On Wednesdays, after treatment I have a brief meeting with my wonderful doctor, who comes in, shakes my hand, takes a look and tells me that everything looks great. Last Wednesday he also told me that my treatment would change for the last five sessions.  Instead of targeting the whole breast, the final treatments would focus on the area around where the tumor was.  That was a relief, as it meant that the reddest of the red part of the breast would be spared further radiation. 

So that sense of routine – of waking up every morning and marching forward steadily through the treatments and through the day every weekday for the past 5 weeks and 2 days has helped move the process along more quickly than I imagined it could. Now here I am, in the third week of May with only three more rounds of radiation left. Come Wednesday by noon, I will have another part of this marathon behind me.  I think another round of champagne will be in order!   

Saturday, May 7, 2011

That Natural Glow

Last week on yet another gray Monday morning, I made my way downtown to my treatment center for my tri-weekly herceptin infusion. This process feels so routine now that the full blown chemotherapy has ended.
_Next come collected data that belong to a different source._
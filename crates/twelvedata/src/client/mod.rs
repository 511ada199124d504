//! Caller-facing Twelve Data client.
//!
//! Every endpoint operation runs the same pipeline: the [`RequestExecutor`]
//! produces a [`RawResponse`](crate::transport::RawResponse) and [`classify`]
//! turns it into a [`TwelveDataResponse`]. No operation returns `Err` for
//! network or payload problems; branch on the response status instead.

mod classifier;
mod executor;

pub use classifier::classify;
pub use executor::{Endpoint, RequestExecutor};

use std::sync::Arc;

use reqwest::Url;
use serde::de::DeserializeOwned;

use crate::errors::TwelveDataError;
use crate::models::{
    Adx, BollingerBands, Quote, RealTimePrice, RequestOptions, TimeSeries, TimeSeriesAverage,
    TwelveDataResponse,
};
use crate::transport::{HttpTransport, ReqwestTransport};

/// Production API host.
pub const DEFAULT_BASE_URL: &str = "https://api.twelvedata.com";

/// Typed client for the Twelve Data REST API.
///
/// Cheap to clone and safe to share between tasks; calls hold no shared
/// mutable state.
#[derive(Clone)]
pub struct TwelveDataClient {
    executor: RequestExecutor,
}

impl TwelveDataClient {
    /// Create a client against the production host.
    ///
    /// With `transport` set to `None` every call reports a client error
    /// without touching the network.
    pub fn new(api_key: impl Into<String>, transport: Option<Arc<dyn HttpTransport>>) -> Self {
        Self {
            executor: RequestExecutor::new(DEFAULT_BASE_URL, api_key, transport),
        }
    }

    /// Create a client using [`ReqwestTransport`] with its default timeout.
    pub fn with_default_transport(api_key: impl Into<String>) -> Self {
        Self::new(api_key, Some(Arc::new(ReqwestTransport::new())))
    }

    pub fn builder(api_key: impl Into<String>) -> TwelveDataClientBuilder {
        TwelveDataClientBuilder::new(api_key)
    }

    pub fn base_url(&self) -> &str {
        self.executor.base_url()
    }

    /// Latest quote for a symbol.
    pub async fn quote(&self, options: &RequestOptions) -> TwelveDataResponse<Quote> {
        self.call(Endpoint::Quote, options).await
    }

    /// Latest traded price. Any interval set on `options` is not sent.
    pub async fn real_time_price(
        &self,
        options: &RequestOptions,
    ) -> TwelveDataResponse<RealTimePrice> {
        self.call(Endpoint::RealTimePrice, options).await
    }

    /// OHLCV bars, newest first.
    pub async fn time_series(&self, options: &RequestOptions) -> TwelveDataResponse<TimeSeries> {
        self.call(Endpoint::TimeSeries, options).await
    }

    pub async fn time_series_average(
        &self,
        options: &RequestOptions,
    ) -> TwelveDataResponse<TimeSeriesAverage> {
        self.call(Endpoint::TimeSeriesAverage, options).await
    }

    /// Average Directional Index.
    pub async fn adx(&self, options: &RequestOptions) -> TwelveDataResponse<Adx> {
        self.call(Endpoint::Adx, options).await
    }

    pub async fn bollinger_bands(
        &self,
        options: &RequestOptions,
    ) -> TwelveDataResponse<BollingerBands> {
        self.call(Endpoint::BollingerBands, options).await
    }

    async fn call<T: DeserializeOwned>(
        &self,
        endpoint: Endpoint,
        options: &RequestOptions,
    ) -> TwelveDataResponse<T> {
        let raw = self.executor.execute(endpoint, options).await;
        classify(endpoint, &raw)
    }
}

/// Builder for [`TwelveDataClient`].
///
/// # Example
///
/// ```
/// use std::sync::Arc;
/// use twelvedata::{ReqwestTransport, TwelveDataClient};
///
/// let client = TwelveDataClient::builder("demo")
///     .base_url("http://localhost:8080")
///     .transport(Arc::new(ReqwestTransport::new()))
///     .build()?;
/// assert_eq!(client.base_url(), "http://localhost:8080");
/// # Ok::<(), twelvedata::TwelveDataError>(())
/// ```
pub struct TwelveDataClientBuilder {
    api_key: String,
    base_url: String,
    transport: Option<Arc<dyn HttpTransport>>,
}

impl TwelveDataClientBuilder {
    pub fn new(api_key: impl Into<String>) -> Self {
        Self {
            api_key: api_key.into(),
            base_url: DEFAULT_BASE_URL.to_string(),
            transport: None,
        }
    }

    /// Override the API host, e.g. to point at a local test server.
    pub fn base_url(mut self, base_url: impl Into<String>) -> Self {
        self.base_url = base_url.into();
        self
    }

    pub fn transport(mut self, transport: Arc<dyn HttpTransport>) -> Self {
        self.transport = Some(transport);
        self
    }

    /// Validate the configuration and build the client.
    pub fn build(self) -> Result<TwelveDataClient, TwelveDataError> {
        let url = Url::parse(&self.base_url).map_err(|e| TwelveDataError::InvalidBaseUrl {
            url: self.base_url.clone(),
            message: e.to_string(),
        })?;

        if url.cannot_be_a_base() || !matches!(url.scheme(), "http" | "https") {
            return Err(TwelveDataError::InvalidBaseUrl {
                url: self.base_url,
                message: "expected an http or https URL".to_string(),
            });
        }

        Ok(TwelveDataClient {
            executor: RequestExecutor::new(self.base_url, self.api_key, self.transport),
        })
    }
}

#[cfg(test)]
mod tests {
    use super::*;

    #[test]
    fn test_builder_defaults_to_production_host() {
        let client = TwelveDataClient::builder("key").build().unwrap();
        assert_eq!(client.base_url(), DEFAULT_BASE_URL);
    }

    #[test]
    fn test_builder_trims_trailing_slash() {
        let client = TwelveDataClient::builder("key")
            .base_url("http://127.0.0.1:9000/")
            .build()
            .unwrap();
        assert_eq!(client.base_url(), "http://127.0.0.1:9000");
    }

    #[test]
    fn test_builder_rejects_invalid_base_url() {
        let result = TwelveDataClient::builder("key").base_url("not a url").build();
        assert!(matches!(
            result,
            Err(TwelveDataError::InvalidBaseUrl { .. })
        ));

        let result = TwelveDataClient::builder("key")
            .base_url("ftp://example.com")
            .build();
        assert!(matches!(
            result,
            Err(TwelveDataError::InvalidBaseUrl { .. })
        ));
    }

    #[tokio::test]
    async fn test_client_without_transport_reports_client_error() {
        let client = TwelveDataClient::new("key", None);
        let options = RequestOptions::new("AAPL").unwrap();

        let response = client.bollinger_bands(&options).await;

        assert_eq!(response.status, crate::models::ResponseStatus::ClientError);
        assert_eq!(response.message, "no HTTP transport configured");
        assert!(response.payload.is_none());
    }
}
In some regards, a lot happened during the three weeks between infusions – and, in fact, during the time since I finished chemotherapy on March 7th.  After a few weeks break, I met with my radiation oncologist on April 6th at my cancer center’s satellite site in the western suburbs, to do a mock-up of my radiation therapy. As always, I went armed with a list of questions – some gleaned from the American Cancer Society web site, others from information friends sent my way.  My friend, Joan came over the day before my appointment to give me a preview.  She was diagnosed a month before I was and was fortunate to be able to forgo chemotherapy.  She did undergo the 6 weeks of radiation therapy under the care of the same doctor I am seeing, Dr. Z, whom she liked very much.  It was great to visit with someone who has recently gone through much of what I was preparing to experience.

At my pre-radiation appointment I became a coloring book for the doctors and the technicians.  I was drawn on with markers by several hands as they outlined the area to be targeted.  I received numerous pen tip sized tattoos to help them line me up with the device that delivers my daily dose of radiation, five days a week for six weeks.  Ouch!  They even took photographs of my decorated chest for help in calibrating the treatment area.  

Abstract art marks the spot!
Since then, I have taken my own photographs to share what the treatment area looks like.
The Linear Accelerator, which delivers radiation treatment
The treatments are flying by with no major ill effects. I have had 17 treatments, with 13 left to go, and my skin is only marginally pinker than before.  I slather my chest each night with a prescription steroid ointment and moisturizing cream that the doctor provided.  The only downside of that is putting on my nightshirt afterwards – it sticks to my slightly gunky skin.  In the mornings I apply cornstarch to the treated area to reduce friction, and then I’m good to go. I do get tired a little more easily, but it’s not the major fatigue many radiation patients experience.  I’m not sure why I’ve been so lucky, but I certainly won’t spend much time worry about the whys on this one.  I just thank my lucky stars and feel very fortunate -- and grateful for whatever it is about me that has made this easier than it could have been!